▶ _Data records_
:::::
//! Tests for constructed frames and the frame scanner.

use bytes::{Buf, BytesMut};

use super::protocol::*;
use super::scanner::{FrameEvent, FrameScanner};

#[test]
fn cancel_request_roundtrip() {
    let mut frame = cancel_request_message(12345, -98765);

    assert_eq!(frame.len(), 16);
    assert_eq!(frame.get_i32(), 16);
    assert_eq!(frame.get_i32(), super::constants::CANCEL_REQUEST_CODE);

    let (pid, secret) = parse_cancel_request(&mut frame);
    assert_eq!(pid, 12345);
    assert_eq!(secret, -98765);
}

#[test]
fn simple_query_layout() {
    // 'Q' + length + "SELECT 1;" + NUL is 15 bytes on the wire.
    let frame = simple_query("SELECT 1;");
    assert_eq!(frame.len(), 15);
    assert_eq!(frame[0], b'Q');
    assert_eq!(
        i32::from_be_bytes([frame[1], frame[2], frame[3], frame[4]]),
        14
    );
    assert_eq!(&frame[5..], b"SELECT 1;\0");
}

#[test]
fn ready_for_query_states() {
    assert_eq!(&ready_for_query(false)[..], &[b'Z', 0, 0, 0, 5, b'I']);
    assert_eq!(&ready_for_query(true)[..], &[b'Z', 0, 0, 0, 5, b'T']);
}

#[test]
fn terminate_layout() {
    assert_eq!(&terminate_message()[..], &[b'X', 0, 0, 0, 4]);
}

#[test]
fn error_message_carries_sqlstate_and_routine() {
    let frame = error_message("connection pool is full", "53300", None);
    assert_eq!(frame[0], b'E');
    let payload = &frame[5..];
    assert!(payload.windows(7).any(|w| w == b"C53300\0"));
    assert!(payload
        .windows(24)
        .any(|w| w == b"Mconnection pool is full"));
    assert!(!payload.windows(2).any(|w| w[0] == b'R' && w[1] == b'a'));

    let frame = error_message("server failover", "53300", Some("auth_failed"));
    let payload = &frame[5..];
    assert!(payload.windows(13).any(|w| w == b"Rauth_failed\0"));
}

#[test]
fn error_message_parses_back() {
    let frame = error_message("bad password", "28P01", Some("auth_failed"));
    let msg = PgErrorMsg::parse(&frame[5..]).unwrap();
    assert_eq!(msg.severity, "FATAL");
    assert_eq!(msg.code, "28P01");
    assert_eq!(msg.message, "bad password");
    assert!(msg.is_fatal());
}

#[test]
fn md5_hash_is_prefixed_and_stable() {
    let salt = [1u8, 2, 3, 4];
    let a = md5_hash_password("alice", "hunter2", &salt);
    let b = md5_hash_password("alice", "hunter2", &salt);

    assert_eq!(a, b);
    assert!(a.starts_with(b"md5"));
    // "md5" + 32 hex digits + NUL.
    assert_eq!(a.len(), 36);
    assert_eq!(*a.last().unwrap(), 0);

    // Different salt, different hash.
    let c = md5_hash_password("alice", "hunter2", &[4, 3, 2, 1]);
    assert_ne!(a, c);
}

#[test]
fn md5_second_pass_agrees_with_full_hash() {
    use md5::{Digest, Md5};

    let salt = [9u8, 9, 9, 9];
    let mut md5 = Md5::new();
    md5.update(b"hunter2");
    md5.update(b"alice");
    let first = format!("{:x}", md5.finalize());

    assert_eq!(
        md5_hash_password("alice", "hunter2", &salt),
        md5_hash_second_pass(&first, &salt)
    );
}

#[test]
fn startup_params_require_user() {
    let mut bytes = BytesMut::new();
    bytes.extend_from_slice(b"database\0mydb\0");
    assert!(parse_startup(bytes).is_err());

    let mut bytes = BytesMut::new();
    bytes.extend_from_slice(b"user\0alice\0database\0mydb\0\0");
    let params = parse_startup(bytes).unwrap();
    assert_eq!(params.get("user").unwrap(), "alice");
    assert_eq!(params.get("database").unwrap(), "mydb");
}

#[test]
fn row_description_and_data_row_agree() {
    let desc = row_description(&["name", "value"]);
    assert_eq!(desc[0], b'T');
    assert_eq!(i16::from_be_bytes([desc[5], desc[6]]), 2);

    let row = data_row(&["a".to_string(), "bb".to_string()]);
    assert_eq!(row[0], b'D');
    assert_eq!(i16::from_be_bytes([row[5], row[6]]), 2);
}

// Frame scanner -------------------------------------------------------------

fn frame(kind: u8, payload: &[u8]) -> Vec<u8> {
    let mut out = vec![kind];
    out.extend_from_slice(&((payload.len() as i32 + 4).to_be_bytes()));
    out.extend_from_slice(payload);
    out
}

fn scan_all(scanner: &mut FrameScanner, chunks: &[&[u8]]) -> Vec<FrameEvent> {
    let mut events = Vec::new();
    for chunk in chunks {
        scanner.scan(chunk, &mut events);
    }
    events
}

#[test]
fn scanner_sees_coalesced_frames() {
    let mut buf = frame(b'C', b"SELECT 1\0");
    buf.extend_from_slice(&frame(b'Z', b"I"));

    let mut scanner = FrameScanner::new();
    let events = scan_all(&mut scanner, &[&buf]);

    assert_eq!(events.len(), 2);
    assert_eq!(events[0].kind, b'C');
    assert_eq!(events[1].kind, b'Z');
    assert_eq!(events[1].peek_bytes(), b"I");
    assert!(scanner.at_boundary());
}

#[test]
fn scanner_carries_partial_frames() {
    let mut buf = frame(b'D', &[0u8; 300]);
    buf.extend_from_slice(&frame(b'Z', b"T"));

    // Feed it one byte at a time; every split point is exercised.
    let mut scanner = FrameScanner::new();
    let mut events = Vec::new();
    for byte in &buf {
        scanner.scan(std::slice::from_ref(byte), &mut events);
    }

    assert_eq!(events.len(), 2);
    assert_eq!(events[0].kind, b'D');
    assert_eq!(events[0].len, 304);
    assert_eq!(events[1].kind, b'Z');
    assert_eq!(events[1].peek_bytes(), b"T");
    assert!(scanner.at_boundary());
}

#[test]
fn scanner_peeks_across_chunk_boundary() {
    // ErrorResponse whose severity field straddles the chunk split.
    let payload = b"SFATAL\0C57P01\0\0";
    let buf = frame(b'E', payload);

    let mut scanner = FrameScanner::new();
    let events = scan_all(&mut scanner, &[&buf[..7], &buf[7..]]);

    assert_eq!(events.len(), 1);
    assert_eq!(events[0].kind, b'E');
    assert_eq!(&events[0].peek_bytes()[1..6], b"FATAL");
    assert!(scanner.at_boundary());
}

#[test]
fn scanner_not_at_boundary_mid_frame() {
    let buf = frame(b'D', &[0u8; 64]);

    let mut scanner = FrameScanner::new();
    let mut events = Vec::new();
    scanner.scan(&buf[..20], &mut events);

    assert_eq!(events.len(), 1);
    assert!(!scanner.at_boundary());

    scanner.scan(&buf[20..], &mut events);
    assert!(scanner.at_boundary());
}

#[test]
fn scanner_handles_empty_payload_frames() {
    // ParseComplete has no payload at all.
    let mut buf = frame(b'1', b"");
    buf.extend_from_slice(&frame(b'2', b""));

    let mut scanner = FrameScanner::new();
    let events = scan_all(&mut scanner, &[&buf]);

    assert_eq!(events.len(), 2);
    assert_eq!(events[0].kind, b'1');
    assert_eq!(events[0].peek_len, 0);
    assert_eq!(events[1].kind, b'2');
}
:::::
▶ _What to produce_
Give back exactly the lines of the listing above that run from the line with "let msg = PgErrorMsg::parse(&frame[5..]).unwrap();" to the line with "fn scan_all(scanner: &mut", inclusive.

▶ _Your solution_
    let msg = PgErrorMsg::parse(&frame[5..]).unwrap();
    assert_eq!(msg.severity, "FATAL");
    assert_eq!(msg.code, "28P01");
    assert_eq!(msg.message, "bad password");
    assert!(msg.is_fatal());
}

#[test]
fn md5_hash_is_prefixed_and_stable() {
    let salt = [1u8, 2, 3, 4];
    let a = md5_hash_password("alice", "hunter2", &salt);
    let b = md5_hash_password("alice", "hunter2", &salt);

    assert_eq!(a, b);
    assert!(a.starts_with(b"md5"));
    // "md5" + 32 hex digits + NUL.
    assert_eq!(a.len(), 36);
    assert_eq!(*a.last().unwrap(), 0);

    // Different salt, different hash.
    let c = md5_hash_password("alice", "hunter2", &[4, 3, 2, 1]);
    assert_ne!(a, c);
}

#[test]
fn md5_second_pass_agrees_with_full_hash() {
    use md5::{Digest, Md5};

    let salt = [9u8, 9, 9, 9];
    let mut md5 = Md5::new();
    md5.update(b"hunter2");
    md5.update(b"alice");
    let first = format!("{:x}", md5.finalize());

    assert_eq!(
        md5_hash_password("alice", "hunter2", &salt),
        md5_hash_second_pass(&first, &salt)
    );
}

#[test]
fn startup_params_require_user() {
    let mut bytes = BytesMut::new();
    bytes.extend_from_slice(b"database\0mydb\0");
    assert!(parse_startup(bytes).is_err());

    let mut bytes = BytesMut::new();
    bytes.extend_from_slice(b"user\0alice\0database\0mydb\0\0");
    let params = parse_startup(bytes).unwrap();
    assert_eq!(params.get("user").unwrap(), "alice");
    assert_eq!(params.get("database").unwrap(), "mydb");
}

#[test]
fn row_description_and_data_row_agree() {
    let desc = row_description(&["name", "value"]);
    assert_eq!(desc[0], b'T');
    assert_eq!(i16::from_be_bytes([desc[5], desc[6]]), 2);

    let row = data_row(&["a".to_string(), "bb".to_string()]);
    assert_eq!(row[0], b'D');
    assert_eq!(i16::from_be_bytes([row[5], row[6]]), 2);
}

// Frame scanner -------------------------------------------------------------

fn frame(kind: u8, payload: &[u8]) -> Vec<u8> {
    let mut out = vec![kind];
    out.extend_from_slice(&((payload.len() as i32 + 4).to_be_bytes()));
    out.extend_from_slice(payload);
    out
}

fn scan_all(scanner: &mut FrameScanner, chunks: &[&[u8]]) -> Vec<FrameEvent> {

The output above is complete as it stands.